ML model for diseases prediction is a GUI based application which helps in predicting the diseases, from provided symptoms. It will use various algorithms for prediction.
While there is no executable available, so you can try ML Model for disease Prediction with source code. Steps to run:
- Clone this Repo
- Run with command python main.py.
Above is the screenshot of the project. Now, we will see each section one by one,
In this section five fields are given to choose various symptoms.
In this section three buttons are used to select the algorithm to be used in the prediction. Here, three different algorithms are used in order to have maximum accuracy and to make a judgement from prediction.
Classification is a two-step process, learning step and prediction step, in machine learning. In the learning step, the model is developed based on given training data. In the prediction step, the model is used to predict the response for given data. Decision Tree is one of the easiest and popular classification algorithms to understand and interpret.
Decision Tree algorithm belongs to the family of supervised learning algorithms. Unlike other supervised learning algorithms, the decision tree algorithm can be used for solving regression and classification problems too. The goal of using a Decision Tree is to create a training model that can use to predict the class or value of the target variable by learning simple decision rules inferred from prior data(training data). In Decision Trees, for predicting a class label for a record we start from the root of the tree. We compare the values of the root attribute with the record’s attribute. On the basis of comparison, we follow the branch corresponding to that value and jump to the next node.
Types of decision trees are based on the type of target variable we have. It can be of two types:
- Categorical Variable Decision Tree: Decision Tree which has a categorical target variable then it called a Categorical variable decision tree.
- Continuous Variable Decision Tree: Decision Tree has a continuous target variable then it is called Continuous Variable Decision Tree. Example:- Let’s say we have a problem to predict whether a customer will pay his renewal premium with an insurance company (yes/ no). Here we know that the income of customers is a significant variable but the insurance company does not have income details for all customers. Now, as we know this is an important variable, then we can build a decision tree to predict customer income based on occupation, product, and various other variables. In this case, we are predicting values for the continuous variables.
To know more about decision tree algorithm and how it works, visit decision tree page.
A big part of machine learning is classification — we want to know what class (a.k.a. group) an observation belongs to.

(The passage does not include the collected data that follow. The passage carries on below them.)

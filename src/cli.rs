/// CLI argument parsing and command handling

use std::path::PathBuf;

use clap::{Parser, Subcommand};

use crate::core::client::ClientConfig;

#[derive(Parser)]
#[command(name = "lndash")]
#[command(author, version, about, long_about = None)]
pub struct Cli {
    /// host:port of the lnd REST endpoint
    #[arg(long, default_value = "localhost:8080")]
    pub rpcserver: String,

    /// Path to lnd's base directory (resolves cert and macaroon defaults)
    #[arg(long)]
    pub lnddir: Option<PathBuf>,

    /// Path to the daemon's TLS certificate
    #[arg(long)]
    pub tlscertpath: Option<PathBuf>,

    /// Path to the admin macaroon
    #[arg(long)]
    pub macaroonpath: Option<PathBuf>,

    /// Connect without macaroon authentication
    #[arg(long)]
    pub no_macaroons: bool,

    /// Seconds between background data refreshes
    #[arg(short = 'r', long, default_value_t = 60)]
    pub refresh: u64,

    /// Append diagnostic output to this file
    #[arg(long)]
    pub log_file: Option<PathBuf>,

    #[command(subcommand)]
    pub command: Option<Commands>,
}

#[derive(Subcommand)]
pub enum Commands {
    /// Show node status
    Status,

    /// Generate a new wallet address
    NewAddress {
        /// Address type (p2wkh, np2wkh or p2tr)
        #[arg(short, long, default_value = "np2wkh")]
        kind: String,
    },
}

impl Cli {
    pub fn client_config(&self) -> ClientConfig {
        ClientConfig {
            rpcserver: self.rpcserver.clone(),
            lnddir: self.lnddir.clone(),
            tlscertpath: self.tlscertpath.clone(),
            macaroonpath: self.macaroonpath.clone(),
            no_macaroons: self.no_macaroons,
        }
    }
}
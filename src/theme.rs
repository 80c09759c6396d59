/// Named display styles shared by every screen

use ratatui::style::{Color, Modifier, Style};

/// Fixed style set, built once at startup and shared read-only.
#[derive(Debug, Clone, Copy)]
pub struct Theme {
    pub normal: Style,
    pub bold: Style,
    pub error: Style,
    pub label_header: Style,
    pub highlight: Style,
    pub grid_header: Style,
    pub grid_selected: Style,
}

impl Theme {
    pub fn dark() -> Self {
        Self {
            normal: Style::default().fg(Color::White).bg(Color::Black),
            bold: Style::default().add_modifier(Modifier::BOLD),
            error: Style::default()
                .fg(Color::Indexed(196))
                .add_modifier(Modifier::BOLD),
            label_header: Style::default().fg(Color::White).bg(Color::Black),
            highlight: Style::default().fg(Color::Indexed(75)),
            grid_header: Style::default().fg(Color::White).bg(Color::Indexed(89)),
            grid_selected: Style::default().fg(Color::White).bg(Color::Indexed(33)),
        }
    }
}

impl Default for Theme {
    fn default() -> Self {
        Self::dark()
    }
}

The ability to precisely classify observations is extremely valuable for various business applications like predicting whether a particular user will buy a product or forecasting whether a given loan will default or not.
Random forest, like its name implies, consists of a large number of individual decision trees that operate as an ensemble. Each individual tree in the random forest spits out a class prediction and the class with the most votes becomes our model’s prediction (see figure below).
The fundamental concept behind random forest is a simple but powerful one — the wisdom of crowds. In data science speak, the reason that the random forest model works so well is: A large number of relatively uncorrelated models (trees) operating as a committee will outperform any of the individual constituent models. The low correlation between models is the key. Just like how investments with low correlations (like stocks and bonds) come together to form a portfolio that is greater than the sum of its parts, uncorrelated models can produce ensemble predictions that are more accurate than any of the individual predictions. The reason for this wonderful effect is that the trees protect each other from their individual errors (as long as they don’t constantly all err in the same direction). While some trees may be wrong, many other trees will be right, so as a group the trees are able to move in the correct direction. So the prerequisites for random forest to perform well are:
- There needs to be some actual signal in our features so that models built using those features do better than random guessing
- The predictions (and therefore the errors) made by the individual trees need to have low correlations with each other. To know more about Random Forest algorithm and how it works, visit Random Forest page.
A Naive Bayes classifier is a probabilistic machine learning model that’s used for classification task. The crux of the classifier is based on the Bayes theorem.
Using Bayes theorem, we can find the probability of A happening, given that B has occurred. Here, B is the evidence and A is the hypothesis. The assumption made here is that the predictors/features are independent. That is presence of one particular feature does not affect the other. Hence it is called naive.
Naive Bayes algorithms are mostly used in sentiment analysis, spam filtering, recommendation systems etc. They are fast and easy to implement but their biggest disadvantage is that the requirement of predictors to be independent. In most of the real life cases, the predictors are dependent, this hinders the performance of the classifier. To know more about Naive Bayes algorithm and how it works, visit Naive Bayes page.
This section will show the results from above section. It will show the predicted outcome from using above given algorithms.